Benchmark scenario with high G1 performance degradation
Jens Wilke
jw_list at headissue.com
Fri Apr 21 11:03:45 UTC 2017
Hi Stefan,
On Donnerstag, 20. April 2017 19:59:30 ICT Stefan Johansson wrote:
> Thanks for reaching out and for providing such a good step-by-step guide
> on how to run the benchmark the same way you are.
Thanks for the quick reply!
> I've tried with CMS, G1 and Parallel, both with 10g and 20g heap, but so
> far I can't reproduce your problems. It would be great if you could
> provide us with some more information. For example GC-logs and the
> result files. We might be able to dig something out of them.

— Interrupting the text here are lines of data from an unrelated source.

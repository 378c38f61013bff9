//! Implement the `Cable` trait for Altera USB Blaster and clones (FT245 in synchronous FIFO
//! mode behind a CPLD) through the D2XX driver.
use crate::cable::{Cable, DeviceInfo, Selector};
use crate::config::LinkConfig;
use crate::error::{Error, Result};

use std::vec::Vec;

use libftd2xx::{Ftdi, FtdiCommon};

pub struct UsbBlaster {
    ft: Ftdi,
}

/// List every bridge the driver can see.
pub fn list_devices() -> Result<Vec<DeviceInfo>> {
    #[cfg(windows)]
    libftd2xx::rescan()?;
    let devices = libftd2xx::list_devices()?;
    log::debug!("{} FTDI devices attached", devices.len());

    Ok(devices
        .into_iter()
        .map(|d| DeviceInfo {
            description: d.description,
            serial_number: d.serial_number,
        })
        .collect())
}

impl UsbBlaster {
    /// Open the bridge chosen by `selector` and configure it for JTAG use.
    pub fn open(selector: &Selector, config: &LinkConfig) -> Result<Self> {
        #[cfg(not(windows))]
        if let Some((vid, pid)) = config.vid_pid {
            libftd2xx::set_vid_pid(vid, pid)?;
        }

        if !list_devices()?.iter().any(|d| selector.matches(d)) {
            log::error!("no bridge matches {:?}", selector);
            return Err(Error::DeviceNotFound);
        }

        let mut ft = match selector {
            Selector::Description(d) => Ftdi::with_description(d)?,
            Selector::SerialNumber(s) => Ftdi::with_serial_number(s)?,
        };

        ft.reset()?;
        ft.set_latency_timer(config.latency)?;
        if let Some(baud) = config.baud_rate {
            ft.set_baud_rate(baud)?;
        }
        ft.set_timeouts(config.read_timeout, config.write_timeout)?;
        ft.purge_all()?;
        log::info!("opened bridge {:?}", selector);

        Ok(Self { ft })
    }

    /// Release the device handle.  The TAP should be parked with `JtagSM::close` first.
    pub fn close(mut self) -> Result<()> {
        self.ft.close()?;
        log::info!("closed bridge");
        Ok(())
    }
}

impl Cable for UsbBlaster {
    fn write(&mut self, data: &[u8]) -> Result<usize> {
        Ok(self.ft.write(data)?)
    }

    fn read(&mut self, buf: &mut [u8]) -> Result<usize> {
        Ok(self.ft.read(buf)?)
    }

    fn purge_tx(&mut self) -> Result<()> {
        Ok(self.ft.purge_tx()?)
    }

    fn purge_rx(&mut self) -> Result<()> {
        Ok(self.ft.purge_rx()?)
    }
}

The logs from the measurement on my notebook for the first mail (see below) are available at (only 30 days valid):
http://ovh.to/FzKbgrb
What environment you are testing on?
Please mind the core count. My stomach tells me that it could have something to do with the hash table arrays. When you are testing with a system that reports more than 8 cores the allocated arrays will be smaller than in my case, since the cache is doing segmentation.
> From my runs it looks like G1 is about 5-10% behind CMS and 10-15%
> behind Parallel for both JDK 8 and 9.
That seems okay.
Actually, I'd like to publish my next benchmark results, however, I am somehow stuck with this issue now. Benchmarking with CMS only doesn't really make sense at the current point in time. Also I don't like to be in doubt that there is something wrong in the setup.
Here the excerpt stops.